I suggest we add a single interface, org.biojava.bio.seq.ComponentFeature.
This is a sub-interface of StrandedFeature, and represents one of
the component sequence fragments which make up an assembly.
This interface should look something like:

  public interface ComponentFeature extends StrandedFeature {
      public Sequence getComponentSequence();
      public Location getComponentLocation();
  }

This indicates that a part of componentSequence has been
`attached' to the sequence which contains the ComponentFeature.
An assembly is simply defined as any Sequence object which
contains one of more ComponentFeatures -- I don't believe
that any special interface is needed for the assemblies themselves.

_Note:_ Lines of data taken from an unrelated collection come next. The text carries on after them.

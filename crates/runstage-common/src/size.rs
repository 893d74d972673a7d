//! Size parsing and formatting
//!
//! Sizes in configuration and tool output use single-letter binary suffixes
//! (`512`, `100K`, `1.5G`, `2T`).

use crate::error::{Result, RunstageError};
use byte_unit::{Byte, Unit, UnitType};

/// Parse a size such as `"1.5G"` into bytes.
///
/// Suffixes `K`, `M`, `G` and `T` are powers of 1024 and may carry a
/// fractional part. Without a suffix the value must be a whole number of bytes.
pub fn parse_size(input: &str) -> Result<u64> {
    let trimmed = input.trim();
    let invalid = || RunstageError::Parse(format!("Invalid size: {input:?}"));

    let last = trimmed.chars().last().ok_or_else(invalid)?;
    let exponent = match last.to_ascii_uppercase() {
        'K' => 1,
        'M' => 2,
        'G' => 3,
        'T' => 4,
        _ => return trimmed.parse::<u64>().map_err(|_| invalid()),
    };

    let number: f64 = trimmed[..trimmed.len() - 1]
        .trim()
        .parse()
        .map_err(|_| invalid())?;
    if !number.is_finite() || number < 0.0 {
        return Err(invalid());
    }

    Ok((number * 1024f64.powi(exponent)) as u64)
}

/// Format a byte count with binary units, e.g. `1.50 KiB`
pub fn format_size(bytes: u64) -> String {
    let adjusted = Byte::from_u64(bytes).get_appropriate_unit(UnitType::Binary);
    if adjusted.get_unit() == Unit::B {
        format!("{bytes} B")
    } else {
        format!("{:.2} {}", adjusted.get_value(), adjusted.get_unit())
    }
}
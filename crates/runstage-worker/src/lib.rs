//! Runstage Worker Library
#![deny(clippy::unwrap_used, clippy::expect_used)]
//!
//! Moves sequencing runs from the instrument's source directories through
//! the staging pipeline.
//!
//! # Overview
//!
//! - **Registration**: [`register::Registration`] turns settled source
//!   directories into batches with a running workflow
//! - **Workflows**: [`workflow::Sequencer`] dispatches the steps of a workflow
//!   strictly in order; [`workflow::WorkerPool`] runs them with retries
//! - **Steps**: inspect, archive, stage, validate and report handlers in
//!   [`steps`]
//! - **Progress**: [`progress::ProgressTracker`] polls long transfers and
//!   tool runs in the background
//! - **Collaborators**: the external [`api::PipelineApi`] holding batch and
//!   dataset records, and [`storage::RemoteStorage`] holding archives
//! - **Control API**: axum routes to inspect, pause, resume and retry
//!   workflows
//!
//! # Example
//!
//! ```no_run
//! use std::sync::Arc;
//! use runstage_worker::steps::{StepDeps, StepRegistry};
//! use runstage_worker::workflow::{LocalQueue, MemoryWorkflowStore, Sequencer};
//!
//! # async fn example(deps: StepDeps) -> runstage_worker::error::PipelineResult<()> {
//! let registry = Arc::new(StepRegistry::standard(deps));
//! let (queue, _receiver) = LocalQueue::new();
//! let sequencer = Sequencer::new(
//!     Arc::new(MemoryWorkflowStore::new()),
//!     Arc::new(queue),
//!     registry,
//! );
//! let id = sequencer.create(&["inspect", "archive", "stage", "validate"]).await?;
//! sequencer.bind(id, "batch-1").await?;
//! sequencer.start(id).await?;
//! # Ok(())
//! # }
//! ```

pub mod api;
pub mod blocking;
pub mod config;
pub mod error;
pub mod progress;
pub mod register;
pub mod steps;
pub mod storage;
pub mod workflow;

// Re-export commonly used types
pub use config::Config;
pub use error::{PipelineError, PipelineResult, StepError, StepResult};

If the componentSequence has any Features of its own, these
should be `projected' onto the assembled Sequence object.  The
exact semantics of this projection are probably best left to
Sequence implementors, although I'm working on some guidelines
at the moment.

What I've got so far:

  - The ComponentFeature interface.

  - Various support classes which help with the `feature
    projection' part of implementing an assembly.

  - SimpleAssembly, a quick in-memory implementation of
    Sequence which assembles sequence data from ComponentFeatures.

If there aren't any immediate objections to my assembly plan,
I'll check these in and let people have a play with them.
Initial indications from my experiments with SimpleAssembly
suggest that the framework works quite well, but I'd like
to hear plenty of feedback on this one.

Happy hacking (and sorry for the long message),
   Thomas.
-- 
One of the advantages of being disorderly is that one is
constantly making exciting discoveries.
                                       -- A. A. Milne